**Problem details:** Your task is to find every line in the records that holds the string "Hash" and copy it.

*** Record excerpts

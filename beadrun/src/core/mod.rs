//! Deterministic, pure logic shared by the scheduler.
//!
//! Core modules must be free of I/O side effects. They operate on in-memory
//! data structures and return deterministic outputs suitable for tests.

pub mod graph;
pub mod lifecycle;
pub mod types;
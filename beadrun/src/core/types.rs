//! Shared deterministic types for the scheduler core.
//!
//! These types define stable contracts between core components and the
//! store/executor adapters. They carry no I/O and serialize to a stable JSON
//! shape (snake_case statuses, kebab-case kinds).

use std::collections::BTreeSet;
use std::fmt;
use std::str::FromStr;

use serde::{Deserialize, Serialize};

/// Store-assigned bead identifier.
pub type BeadId = String;

/// Lifecycle status of a bead.
#[derive(Debug, Clone, Copy, PartialEq, Eq, Hash, PartialOrd, Ord, Serialize, Deserialize)]
#[serde(rename_all = "snake_case")]
pub enum BeadStatus {
    Pending,
    InProgress,
    Blocked,
    Completed,
}

impl BeadStatus {
    pub fn as_str(self) -> &'static str {
        match self {
            BeadStatus::Pending => "pending",
            BeadStatus::InProgress => "in_progress",
            BeadStatus::Blocked => "blocked",
            BeadStatus::Completed => "completed",
        }
    }

    /// `completed` and `blocked` end a bead's part in the current scheduling pass.
    pub fn is_terminal(self) -> bool {
        matches!(self, BeadStatus::Completed | BeadStatus::Blocked)
    }
}

impl fmt::Display for BeadStatus {
    fn fmt(&self, f: &mut fmt::Formatter<'_>) -> fmt::Result {
        f.write_str(self.as_str())
    }
}

impl FromStr for BeadStatus {
    type Err = String;

    fn from_str(raw: &str) -> Result<Self, Self::Err> {
        match raw {
            "pending" => Ok(BeadStatus::Pending),
            "in_progress" => Ok(BeadStatus::InProgress),
            "blocked" => Ok(BeadStatus::Blocked),
            "completed" => Ok(BeadStatus::Completed),
            other => Err(format!(
                "unknown status '{other}' (expected pending, in_progress, blocked, completed)"
            )),
        }
    }
}

/// What kind of work a bead represents.
///
/// The kind does not change scheduling: an `impl` bead paired with a `test`
/// bead lists the test bead in `depends_on`, and readiness does the rest.
#[derive(Debug, Clone, Copy, PartialEq, Eq, Hash, Default, Serialize, Deserialize)]
#[serde(rename_all = "kebab-case")]
pub enum BeadKind {
    Test,
    Impl,
    #[default]
    NonTestable,
}

impl BeadKind {
    pub fn as_str(self) -> &'static str {
        match self {
            BeadKind::Test => "test",
            BeadKind::Impl => "impl",
            BeadKind::NonTestable => "non-testable",
        }
    }
}

impl fmt::Display for BeadKind {
    fn fmt(&self, f: &mut fmt::Formatter<'_>) -> fmt::Result {
        f.write_str(self.as_str())
    }
}

impl FromStr for BeadKind {
    type Err = String;

    fn from_str(raw: &str) -> Result<Self, Self::Err> {
        match raw {
            "test" => Ok(BeadKind::Test),
            "impl" => Ok(BeadKind::Impl),
            "non-testable" => Ok(BeadKind::NonTestable),
            other => Err(format!(
                "unknown kind '{other}' (expected test, impl, non-testable)"
            )),
        }
    }
}

/// An atomic, dependency-aware unit of work.
#[derive(Debug, Clone, PartialEq, Eq, Serialize, Deserialize)]
pub struct Bead {
    pub id: BeadId,
    pub title: String,
    #[serde(default)]
    pub kind: BeadKind,
    pub status: BeadStatus,
    #[serde(default)]
    pub depends_on: BTreeSet<BeadId>,
    /// Lower value runs first among ready beads.
    #[serde(default)]
    pub priority: u32,
    /// Opaque to the scheduler; handed to the executor untouched.
    #[serde(default)]
    pub payload: String,
    #[serde(default, skip_serializing_if = "Option::is_none")]
    pub parent_id: Option<BeadId>,
    #[serde(default, skip_serializing_if = "Option::is_none")]
    pub group: Option<String>,
    /// Detail recorded with the last status transition.
    #[serde(default, skip_serializing_if = "Option::is_none")]
    pub reason: Option<String>,
}

/// Fields supplied by whoever creates a bead; the store assigns id and status.
#[derive(Debug, Clone, Default, PartialEq, Eq)]
pub struct NewBead {
    pub title: String,
    pub kind: BeadKind,
    pub priority: u32,
    pub payload: String,
    pub parent_id: Option<BeadId>,
    pub group: Option<String>,
    pub depends_on: BTreeSet<BeadId>,
}

/// Outcome classification reported by the worker substrate.
#[derive(Debug, Clone, Copy, PartialEq, Eq, Serialize, Deserialize)]
#[serde(rename_all = "lowercase")]
pub enum ExecutionOutcome {
    Success,
    Failure,
}

/// Structured result of one unit of work.
#[derive(Debug, Clone, PartialEq, Eq, Serialize, Deserialize)]
pub struct ExecutionResult {
    pub outcome: ExecutionOutcome,
    pub detail: String,
}

impl ExecutionResult {
    pub fn success(detail: impl Into<String>) -> Self {
        Self {
            outcome: ExecutionOutcome::Success,
            detail: detail.into(),
        }
    }

    pub fn failure(detail: impl Into<String>) -> Self {
        Self {
            outcome: ExecutionOutcome::Failure,
            detail: detail.into(),
        }
    }

    pub fn is_success(&self) -> bool {
        self.outcome == ExecutionOutcome::Success
    }
}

******

**Output of the exercise:**
#[derive(Debug, Clone, Copy, PartialEq, Eq, Hash, PartialOrd, Ord, Serialize, Deserialize)]
#[derive(Debug, Clone, Copy, PartialEq, Eq, Hash, Default, Serialize, Deserialize)]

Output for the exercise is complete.